The overlying Tonto Group is separated from the Dox Sandstone and the rest of folded and faulted Unkar Group by a prominent angular unconformity, which is part of the Great Unconformity. Typically, the surface of this unconformity is a remarkably flat, ancient erosional surface, often argued to be a peneplain, that cuts across units such as the Bass Formation, Hatakai Shale, and Dox Sandstone. Resistant beds within the Unkar Group, such as Cardenas Basalt and Shinumo Quartzite, form ancient hills, called monadnocks, that rise as much as high above this ancient plain. Thin drapes of Tapeats Sandstone of the Tonto Group now cover most of these ancient monadnocks. However, a few of these monadnocks protrude up into the Bright Angel Shale. These monadnocks served locally as sources of coarse-grained sediments that accumulated during the marine transgression to form the Tonto Group.
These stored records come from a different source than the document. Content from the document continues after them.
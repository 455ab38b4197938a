//! Boundary to the GPU scaling capability.
//!
//! The scaler itself is opaque. The core only binds it, points it at the video,
//! and calls [`ScalerHandle::resize`], which renders the current frame and may
//! change the render surface's pixel size as a side effect.

use std::cell::RefCell;
use std::rc::Rc;

use crate::error::ScalerError;

#[cfg(test)]
#[path = "scaler_test.rs"]
mod scaler_test;

/// Extra options for [`Scaler::resize`]. Always empty for now.
#[derive(Debug, Clone, Copy, Default, PartialEq, Eq)]
pub struct ResizeOptions {}

/// A scaler bound to the overlay's render surface.
pub trait Scaler {
    /// Use the session video as the scaler's input.
    ///
    /// # Errors
    ///
    /// Returns [`ScalerError::Failed`] if the scaler rejects the video.
    fn set_input_video(&mut self) -> Result<(), ScalerError>;

    /// Scale the current frame by `ratio` and render it.
    ///
    /// # Errors
    ///
    /// Returns [`ScalerError::Failed`] if rendering fails.
    fn resize(&mut self, ratio: f64, options: &ResizeOptions) -> Result<(), ScalerError>;
}

/// Produces a scaler bound to the render surface.
pub trait ScalerBackend {
    /// Bind a scaler to the render surface.
    ///
    /// # Errors
    ///
    /// Returns [`ScalerError::Bind`] if no rendering context is available.
    fn bind(&self) -> Result<ScalerHandle, ScalerError>;
}

/// Shared handle to the bound scaler.
///
/// Cloned into the scheduler and the resize coordinator. A call made while
/// another is still running is rejected with [`ScalerError::Busy`].
#[derive(Clone)]
pub struct ScalerHandle {
    inner: Rc<RefCell<Box<dyn Scaler>>>,
}

impl ScalerHandle {
    #[must_use]
    pub fn new(scaler: Box<dyn Scaler>) -> Self {
        Self { inner: Rc::new(RefCell::new(scaler)) }
    }

    /// # Errors
    ///
    /// Propagates the scaler's error, or [`ScalerError::Busy`] on re-entry.
    pub fn set_input_video(&self) -> Result<(), ScalerError> {
        let mut scaler = self.inner.try_borrow_mut().map_err(|_| ScalerError::Busy)?;
        scaler.set_input_video()
    }

    /// # Errors
    ///
    /// Propagates the scaler's error, or [`ScalerError::Busy`] on re-entry.
    pub fn resize(&self, ratio: f64, options: &ResizeOptions) -> Result<(), ScalerError> {
        let mut scaler = self.inner.try_borrow_mut().map_err(|_| ScalerError::Busy)?;
        scaler.resize(ratio, options)
    }
}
Excellent exposures of the angular unconformity at the top of the Dox Formation and the base of the Tapeats Sandstone can be seen at Mile 71.0 where Tapeats Sandstone rests on the eroded surface of the Dox Formation, and a basalt sill. In these exposures, Dox red beds and a dark gray basaltic sill, dip 8 to 10 degrees to the east. They are covered by nearly horizontal Tapeats Sandstone. The surface of this angular unconformity is quite irregular as differential erosion of the resistant basalt sill formed monadnocks that have been buried by Tapeats Sandstone.